*REQUIRED ACTION:*
Reproduce every entry in the listing without alteration.

··· DATA RECORDS

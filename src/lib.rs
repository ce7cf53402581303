//! Tilewarp deforms stacks of z-ordered raster tiles with a moving-least-squares mesh warp.
//!
//! A [`WarpSession`] groups the selected tiles into ranges of consecutive stacking positions,
//! rasterizes each range once per viewport, and re-warps the cached rasters in the background as
//! control points move. When the user is done, [`WarpSession::apply`] bakes the deformation into
//! every affected tile.
//!
//! - Collaborators: [`TileIndex`], [`DisplayCanvas`], [`UndoLog`]
//! - Tiles: the [`Tile`] trait and the in-memory [`ImageTile`]
//! - Preview: [`WarpSession::graphics_source`] substitutes cached ranges into a paint list
#![forbid(unsafe_code)]

mod foundation;

pub(crate) mod grouping;
pub(crate) mod raster;
pub(crate) mod session;
pub(crate) mod tile;
pub(crate) mod transform;

pub use crate::foundation::core::{Affine, LayerId, Point, Rect, Size, TileId, Vec2, Viewport};
pub use crate::foundation::error::{FitError, WarpError, WarpResult};

pub use crate::grouping::range::{Range, RangePlan, build_ranges};
pub use crate::grouping::rasterize::{CachedRange, RangeCache, WarpedRaster};
pub use crate::grouping::source::{
    PaintItem, Paintable, RangePaintable, TilePaintable, paint_all, substitute,
};
pub use crate::raster::buffer::{AlphaMask, PixelFormat, RasterBuffer};
pub use crate::raster::composite::{BlendMode, PremulRgba8};
pub use crate::raster::pool::{RasterPool, RasterPoolOpts, RasterPoolStats};
pub use crate::session::bake::{BakeReport, BakeTask, TileFailure};
pub use crate::session::editor::{ControlPointEditor, Modifiers, PressOutcome};
pub use crate::session::warp_session::{SessionStats, WarpSession, WarpSessionOpts};
pub use crate::tile::{
    DisplayCanvas, EditStep, ImageTile, InMemoryIndex, InMemoryUndoLog, PyramidHandle,
    RecordingCanvas, TRANSFORM_ATTRIBUTES, Tile, TileIndex, TileState, UndoLog,
};
pub use crate::transform::coordinate::{Conjugated, CoordinateTransform, TransformChain};
pub use crate::transform::engine::{
    EngineOpts, Interpolation, MeshTransformEngine, PassOutcome, WarpPlan,
};
pub use crate::transform::mesh::WarpMesh;
pub use crate::transform::mls::{
    ControlPoint, Deformation, LocalModel, Mls, fit_deformation, fit_with_model,
};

······

*YOUR RESPONSE:*
filename src/lib.rs
repository ce7cf53402581303
//! Tilewarp deforms stacks of z-ordered raster tiles with a moving-least-squares mesh warp.
//!
//! A [`WarpSession`] groups the selected tiles into ranges of consecutive stacking positions,
//! rasterizes each range once per viewport, and re-warps the cached rasters in the background as
//! control points move. When the user is done, [`WarpSession::apply`] bakes the deformation into
//! every affected tile.
//!
//! - Collaborators: [`TileIndex`], [`DisplayCanvas`], [`UndoLog`]
//! - Tiles: the [`Tile`] trait and the in-memory [`ImageTile`]
//! - Preview: [`WarpSession::graphics_source`] substitutes cached ranges into a paint list
#![forbid(unsafe_code)]

mod foundation;

pub(crate) mod grouping;
pub(crate) mod raster;
pub(crate) mod session;
pub(crate) mod tile;
pub(crate) mod transform;

pub use crate::foundation::core::{Affine, LayerId, Point, Rect, Size, TileId, Vec2, Viewport};
pub use crate::foundation::error::{FitError, WarpError, WarpResult};

pub use crate::grouping::range::{Range, RangePlan, build_ranges};
pub use crate::grouping::rasterize::{CachedRange, RangeCache, WarpedRaster};
pub use crate::grouping::source::{
    PaintItem, Paintable, RangePaintable, TilePaintable, paint_all, substitute,
};
pub use crate::raster::buffer::{AlphaMask, PixelFormat, RasterBuffer};
pub use crate::raster::composite::{BlendMode, PremulRgba8};
pub use crate::raster::pool::{RasterPool, RasterPoolOpts, RasterPoolStats};
pub use crate::session::bake::{BakeReport, BakeTask, TileFailure};
pub use crate::session::editor::{ControlPointEditor, Modifiers, PressOutcome};
pub use crate::session::warp_session::{SessionStats, WarpSession, WarpSessionOpts};
pub use crate::tile::{
    DisplayCanvas, EditStep, ImageTile, InMemoryIndex, InMemoryUndoLog, PyramidHandle,
    RecordingCanvas, TRANSFORM_ATTRIBUTES, Tile, TileIndex, TileState, UndoLog,
};
pub use crate::transform::coordinate::{Conjugated, CoordinateTransform, TransformChain};
pub use crate::transform::engine::{
    EngineOpts, Interpolation, MeshTransformEngine, PassOutcome, WarpPlan,
};
pub use crate::transform::mesh::WarpMesh;
pub use crate::transform::mls::{
    ControlPoint, Deformation, LocalModel, Mls, fit_deformation, fit_with_model,
};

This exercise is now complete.